▶ Record excerpts
//! CMS envelope encryption for persistent slots.
//!
//! The write side produces a PEM-encoded EnvelopedData structure addressed
//! to one recipient certificate (AES-256 content encryption). The read side
//! routes the blob's recipient infos through the catalogue and falls back
//! to brute-force enumeration over every configured token when routing
//! fails, so a slot stays readable as long as any configured key opens it.

use openssl::cms::{CMSOptions, CmsContentInfo};
use openssl::stack::Stack;
use openssl::symm::Cipher;
use tracing::warn;

use crate::catalog::TokenCatalog;
use crate::der;
use crate::error::{KeeperError, Result};
use crate::token::Token;

/// Envelope-encrypt `plaintext` to one recipient, returning PEM bytes.
pub fn seal(token: &Token, plaintext: &[u8]) -> Result<Vec<u8>> {
    let mut recipients = Stack::new()?;
    recipients.push(token.certificate.clone())?;
    let cms = CmsContentInfo::encrypt(
        &recipients,
        plaintext,
        Cipher::aes_256_cbc(),
        CMSOptions::BINARY,
    )?;
    Ok(cms.to_pem()?)
}

/// Decrypt a PEM envelope using whichever catalogue token it was addressed
/// to. `label` names the slot in log lines.
pub fn open(catalog: &TokenCatalog, pem: &[u8], label: &str) -> Result<Vec<u8>> {
    let cms = CmsContentInfo::from_pem(pem)
        .map_err(|e| KeeperError::Crypto(format!("'{label}': envelope parse failed: {e}")))?;

    match cms.to_der().map_err(KeeperError::from).and_then(|d| der::cms_recipient_ids(&d)) {
        Ok(recipients) => {
            if let Some(token) = catalog.select_for_decrypt(&recipients) {
                match cms.decrypt(&token.key, &token.certificate) {
                    Ok(plaintext) => return Ok(plaintext),
                    Err(e) => warn!(
                        slot = label,
                        token = %token.name,
                        "matched recipient token failed to decrypt: {e}"
                    ),
                }
            }
        }
        Err(e) => warn!(slot = label, "recipient info unreadable: {e}"),
    }

    open_with_any(catalog, &cms, label)
}

/// Try every configured token in order, recipient checks included and then
/// bypassed. First success wins; total failure means no usable key.
fn open_with_any(catalog: &TokenCatalog, cms: &CmsContentInfo, label: &str) -> Result<Vec<u8>> {
    for token in catalog.tokens() {
        if let Ok(plaintext) = cms.decrypt(&token.key, &token.certificate) {
            warn!(
                slot = label,
                token = %token.name,
                "decrypted by enumeration, recipient info did not route here"
            );
            return Ok(plaintext);
        }
        if let Ok(plaintext) = cms.decrypt_without_cert_check(&token.key) {
            warn!(
                slot = label,
                token = %token.name,
                "decrypted by enumeration without recipient check"
            );
            return Ok(plaintext);
        }
    }
    Err(KeeperError::NoKey(label.to_string()))
}

#[cfg(test)]
mod tests {
    use super::*;
    use crate::testutil;

    #[test]
    fn seal_open_round_trip_is_binary_safe() {
        let dir = tempfile::tempdir().unwrap();
        let token = testutil::generate_token(dir.path(), "rt", -60);
        let catalog = TokenCatalog::from_tokens(vec![token]);

        let mut value: Vec<u8> = (0u8..=255).collect();
        value.extend_from_slice(b"\r\n\0 trailing");

        let pem = seal(catalog.select_for_encrypt().unwrap(), &value).unwrap();
        assert!(pem.starts_with(b"-----BEGIN CMS-----"));
        assert_eq!(open(&catalog, &pem, "blob").unwrap(), value);
    }

    #[test]
    fn recipient_info_names_the_encrypting_certificate() {
        let dir = tempfile::tempdir().unwrap();
        let token = testutil::generate_token(dir.path(), "rid", -60);
        let issuer_serial = token.issuer_serial.clone();
        let catalog = TokenCatalog::from_tokens(vec![token]);

        let pem = seal(catalog.select_for_encrypt().unwrap(), b"x").unwrap();
        let der_bytes = CmsContentInfo::from_pem(&pem).unwrap().to_der().unwrap();
        let recipients = der::cms_recipient_ids(&der_bytes).unwrap();
        assert_eq!(recipients.len(), 1);
        assert_eq!(recipients[0].issuer, issuer_serial.0);
        assert_eq!(recipients[0].serial, issuer_serial.1);
    }

    #[test]
    fn rotation_keeps_old_envelopes_readable() {
        let dir = tempfile::tempdir().unwrap();
        let material = testutil::generate_cert("old", -86_400 * 365);
        let (cert_path, key_path) = testutil::write_pem_files(dir.path(), "old", &material);
        let old_writer =
            crate::token::Token::load("old", &cert_path, &key_path, None).unwrap();
        let old_reader =
            crate::token::Token::load("old", &cert_path, &key_path, None).unwrap();
        let new = testutil::generate_token(dir.path(), "new", -60);
        let new_fp = new.info.fingerprint.clone();

        // Envelope written while the old token was the only one configured.
        let legacy_pem = seal(&old_writer, b"legacy secret").unwrap();

        // After rotation the newer token takes over encryption...
        let catalog = TokenCatalog::from_tokens(vec![old_reader, new]);
        assert_eq!(
            catalog.select_for_encrypt().unwrap().info.fingerprint,
            new_fp
        );
        let fresh_pem = seal(catalog.select_for_encrypt().unwrap(), b"fresh secret").unwrap();
        assert_eq!(open(&catalog, &fresh_pem, "fresh").unwrap(), b"fresh secret");

        // ...while recipient routing still lands old envelopes on the old
        // token.
        assert_eq!(
            open(&catalog, &legacy_pem, "legacy").unwrap(),
            b"legacy secret"
        );
    }

    #[test]
    fn enumeration_recovers_when_routing_cannot() {
        let dir = tempfile::tempdir().unwrap();
        let token = testutil::generate_token(dir.path(), "fallback", -60);
        let mut catalog = TokenCatalog::from_tokens(vec![token]);
        let pem = seal(catalog.select_for_encrypt().unwrap(), b"covert").unwrap();

        // Empty the issuer/serial index: routing misses, enumeration over
        // the fingerprint index still opens the envelope.
        catalog.clear_recipient_index();
        assert_eq!(open(&catalog, &pem, "covert").unwrap(), b"covert");
    }

    #[test]
    fn unrelated_token_cannot_open() {
        let dir = tempfile::tempdir().unwrap();
        let writer = testutil::generate_token(dir.path(), "writer", -60);
        let reader = testutil::generate_token(dir.path(), "reader", -60);

        let pem = seal(&writer, b"private").unwrap();
        let catalog = TokenCatalog::from_tokens(vec![reader]);
        assert!(matches!(
            open(&catalog, &pem, "private"),
            Err(KeeperError::NoKey(_))
        ));
    }
}
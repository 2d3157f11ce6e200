//! Recipient tokens: an X.509 certificate plus the matching private key.
//!
//! A token is the unit the catalogue manages. Loading a token parses the
//! certificate into a [`CertInfo`] with every field normalized the same way
//! regardless of what the certificate looks like on disk, so the rest of the
//! daemon can index and compare tokens without touching OpenSSL types.

use std::fmt;
use std::path::{Path, PathBuf};

use base64::engine::general_purpose::STANDARD as BASE64;
use base64::Engine as _;
use chrono::NaiveDateTime;
use openssl::hash::MessageDigest;
use openssl::pkey::{PKey, Private};
use openssl::x509::{X509NameRef, X509};
use secrecy::{ExposeSecret, SecretString};

use crate::der;
use crate::error::{KeeperError, Result};

/// Normalized certificate fields.
///
/// All values are plain strings so they can be logged, compared, and carried
/// across reloads without holding OpenSSL handles.
#[derive(Debug, Clone)]
pub struct CertInfo {
    /// X.509 version as displayed (v3 certificates report 3).
    pub version: i64,
    /// Subject DN, `KEY=value, ...` form.
    pub subject_name: String,
    /// Issuer DN, `KEY=value, ...` form.
    pub issuer_name: String,
    /// Serial as colon-separated upper-case hex with an even digit count.
    pub serial_number: String,
    /// Serial as a decimal string (serials may exceed machine integers).
    pub serial: String,
    /// `YYYYMMDDHHMMSS`
    pub not_before: String,
    /// `YYYYMMDDHHMMSS`
    pub not_after: String,
    /// Base64 of the SubjectPublicKeyInfo DER.
    pub public_key: String,
    /// Base64 of the full certificate DER.
    pub certificate: String,
    /// SHA-1 digest, colon-separated upper-case hex.
    pub fingerprint: String,
    pub subject_alt_name: Option<Vec<String>>,
    pub issuer_alt_name: Option<Vec<String>>,
    pub basic_constraints: Option<String>,
    pub subject_key_identifier: Option<String>,
    pub authority_key_identifier: Option<String>,
    pub crl_distribution_points: Option<Vec<String>>,
    pub key_usage: Option<String>,
}

/// A recipient identity usable for encryption and/or decryption.
pub struct Token {
    /// Config section name this token was loaded from.
    pub name: String,
    pub certificate_path: PathBuf,
    pub key_path: PathBuf,
    passphrase: Option<SecretString>,
    pub certificate: X509,
    pub key: PKey<Private>,
    pub info: CertInfo,
    /// (issuer Name DER, serial content octets): the catalogue index key,
    /// byte-compatible with CMS issuerAndSerialNumber recipient infos.
    pub issuer_serial: (Vec<u8>, Vec<u8>),
}

impl fmt::Debug for Token {
    fn fmt(&self, f: &mut fmt::Formatter<'_>) -> fmt::Result {
        f.debug_struct("Token")
            .field("name", &self.name)
            .field("fingerprint", &self.info.fingerprint)
            .field("subject", &self.info.subject_name)
            .finish()
    }
}

impl Token {
    /// Load a token from certificate and key PEM files.
    ///
    /// Unreadable or unparseable material, or a certificate that violates
    /// the CertInfo invariants, surfaces as [`KeeperError::TokenLoad`].
    pub fn load(
        name: &str,
        certificate_path: &Path,
        key_path: &Path,
        passphrase: Option<SecretString>,
    ) -> Result<Token> {
        let cert_pem = std::fs::read(certificate_path).map_err(|e| {
            KeeperError::TokenLoad(format!(
                "token '{name}': cannot read certificate {}: {e}",
                certificate_path.display()
            ))
        })?;
        let certificate = X509::from_pem(&cert_pem).map_err(|e| {
            KeeperError::TokenLoad(format!("token '{name}': certificate parse failed: {e}"))
        })?;

        let key_pem = std::fs::read(key_path).map_err(|e| {
            KeeperError::TokenLoad(format!(
                "token '{name}': cannot read key {}: {e}",
                key_path.display()
            ))
        })?;
        let key = match &passphrase {
            Some(secret) => PKey::private_key_from_pem_passphrase(
                &key_pem,
                secret.expose_secret().as_bytes(),
            ),
            None => PKey::private_key_from_pem(&key_pem),
        }
        .map_err(|e| {
            KeeperError::TokenLoad(format!("token '{name}': private key parse failed: {e}"))
        })?;

        let info = parse_cert_info(&certificate)
            .map_err(|e| KeeperError::TokenLoad(format!("token '{name}': {e}")))?;

        let cert_der = certificate.to_der()?;
        let issuer_serial = der::cert_issuer_serial(&cert_der)
            .map_err(|e| KeeperError::TokenLoad(format!("token '{name}': {e}")))?;

        Ok(Token {
            name: name.to_string(),
            certificate_path: certificate_path.to_path_buf(),
            key_path: key_path.to_path_buf(),
            passphrase,
            certificate,
            key,
            info,
            issuer_serial,
        })
    }

    /// Whether a passphrase was configured for the private key.
    pub fn has_passphrase(&self) -> bool {
        self.passphrase.is_some()
    }
}

/// Parse a certificate into normalized [`CertInfo`] fields.
pub fn parse_cert_info(cert: &X509) -> Result<CertInfo> {
    let cert_der = cert.to_der()?;

    let serial_bn = cert.serial_number().to_bn()?;
    if serial_bn.is_negative() {
        return Err(KeeperError::TokenLoad("negative serial number".into()));
    }

    let not_before = normalize_asn1_time(&cert.not_before().to_string())?;
    let not_after = normalize_asn1_time(&cert.not_after().to_string())?;
    if not_before > not_after {
        return Err(KeeperError::TokenLoad(format!(
            "NotBefore {not_before} is after NotAfter {not_after}"
        )));
    }

    let public_key = cert
        .public_key()
        .map_err(|e| KeeperError::TokenLoad(format!("no public key: {e}")))?;

    let fingerprint = colon_hex(cert.digest(MessageDigest::sha1())?.as_ref());

    let subject_alt_name = cert.subject_alt_names().map(|names| {
        names
            .iter()
            .filter_map(|name| {
                if let Some(dns) = name.dnsname() {
                    Some(format!("DNS:{dns}"))
                } else if let Some(email) = name.email() {
                    Some(format!("email:{email}"))
                } else if let Some(uri) = name.uri() {
                    Some(format!("URI:{uri}"))
                } else {
                    name.ipaddress().map(|ip| format!("IP:{}", render_ip(ip)))
                }
            })
            .collect::<Vec<_>>()
    });

    let crl_distribution_points = cert.crl_distribution_points().map(|points| {
        points
            .iter()
            .filter_map(|dp| dp.distpoint())
            .filter_map(|name| name.fullname())
            .flat_map(|names| {
                names
                    .iter()
                    .filter_map(|gn| gn.uri().map(|uri| format!("URI:{uri}")))
                    .collect::<Vec<_>>()
            })
            .collect::<Vec<_>>()
    });

    Ok(CertInfo {
        version: i64::from(cert.version()) + 1,
        subject_name: normalize_name(cert.subject_name()),
        issuer_name: normalize_name(cert.issuer_name()),
        serial_number: serial_colon_hex(&serial_bn.to_hex_str()?),
        serial: serial_bn.to_dec_str()?.to_string(),
        not_before,
        not_after,
        public_key: BASE64.encode(public_key.public_key_to_der()?),
        certificate: BASE64.encode(&cert_der),
        fingerprint,
        subject_alt_name,
        issuer_alt_name: der::issuer_alt_names(&cert_der)?,
        basic_constraints: der::basic_constraints_summary(&cert_der)?,
        subject_key_identifier: cert
            .subject_key_id()
            .map(|id| colon_hex(id.as_slice())),
        authority_key_identifier: cert
            .authority_key_id()
            .map(|id| colon_hex(id.as_slice())),
        crl_distribution_points,
        key_usage: der::key_usage_summary(&cert_der)?,
    })
}

/// Render a DN as `KEY=value, ...`, entry order preserved.
fn normalize_name(name: &X509NameRef) -> String {
    name.entries()
        .map(|entry| {
            let key = entry
                .object()
                .nid()
                .short_name()
                .unwrap_or("UNDEF")
                .to_string();
            let value = entry
                .data()
                .as_utf8()
                .map(|s| s.to_string())
                .unwrap_or_default();
            format!("{key}={value}")
        })
        .collect::<Vec<_>>()
        .join(", ")
}

/// OpenSSL renders ASN.1 times as `Feb  3 12:30:45 2026 GMT`; normalize to
/// the 14-digit `YYYYMMDDHHMMSS` form used for ordering and display.
fn normalize_asn1_time(text: &str) -> Result<String> {
    let trimmed = text.trim().trim_end_matches(" GMT");
    let parsed = NaiveDateTime::parse_from_str(trimmed, "%b %e %H:%M:%S %Y")
        .map_err(|e| KeeperError::TokenLoad(format!("unparseable time '{text}': {e}")))?;
    Ok(parsed.format("%Y%m%d%H%M%S").to_string())
}

/// Upper-case colon-separated hex of raw bytes (fingerprints, key ids).
fn colon_hex(bytes: &[u8]) -> String {
    hex::encode_upper(bytes)
        .as_bytes()
        .chunks(2)
        .map(|pair| std::str::from_utf8(pair).unwrap_or_default())
        .collect::<Vec<_>>()
        .join(":")
}

/// Serial hex from BN comes without padding; force an even digit count and
/// insert colons every octet.
fn serial_colon_hex(hex: &str) -> String {
    let upper = hex.to_uppercase();
    let padded = if upper.len() % 2 == 0 {
        upper
    } else {
        format!("0{upper}")
    };
    padded
        .as_bytes()
        .chunks(2)
        .map(|pair| std::str::from_utf8(pair).unwrap_or_default())
        .collect::<Vec<_>>()
        .join(":")
}

fn render_ip(bytes: &[u8]) -> String {
    match bytes.len() {
        4 => bytes
            .iter()
            .map(|b| b.to_string())
            .collect::<Vec<_>>()
            .join("."),
        _ => colon_hex(bytes),
    }
}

▶ Brief
The required output is the entries from their opening line through the line holding "match cms.decrypt(&token.key, &token.certificate)", repeated exactly, with both end lines kept.

▶ Output of the task
//! CMS envelope encryption for persistent slots.
//!
//! The write side produces a PEM-encoded EnvelopedData structure addressed
//! to one recipient certificate (AES-256 content encryption). The read side
//! routes the blob's recipient infos through the catalogue and falls back
//! to brute-force enumeration over every configured token when routing
//! fails, so a slot stays readable as long as any configured key opens it.

use openssl::cms::{CMSOptions, CmsContentInfo};
use openssl::stack::Stack;
use openssl::symm::Cipher;
use tracing::warn;

use crate::catalog::TokenCatalog;
use crate::der;
use crate::error::{KeeperError, Result};
use crate::token::Token;

/// Envelope-encrypt `plaintext` to one recipient, returning PEM bytes.
pub fn seal(token: &Token, plaintext: &[u8]) -> Result<Vec<u8>> {
    let mut recipients = Stack::new()?;
    recipients.push(token.certificate.clone())?;
    let cms = CmsContentInfo::encrypt(
        &recipients,
        plaintext,
        Cipher::aes_256_cbc(),
        CMSOptions::BINARY,
    )?;
    Ok(cms.to_pem()?)
}

/// Decrypt a PEM envelope using whichever catalogue token it was addressed
/// to. `label` names the slot in log lines.
pub fn open(catalog: &TokenCatalog, pem: &[u8], label: &str) -> Result<Vec<u8>> {
    let cms = CmsContentInfo::from_pem(pem)
        .map_err(|e| KeeperError::Crypto(format!("'{label}': envelope parse failed: {e}")))?;

    match cms.to_der().map_err(KeeperError::from).and_then(|d| der::cms_recipient_ids(&d)) {
        Ok(recipients) => {
            if let Some(token) = catalog.select_for_decrypt(&recipients) {
                match cms.decrypt(&token.key, &token.certificate) {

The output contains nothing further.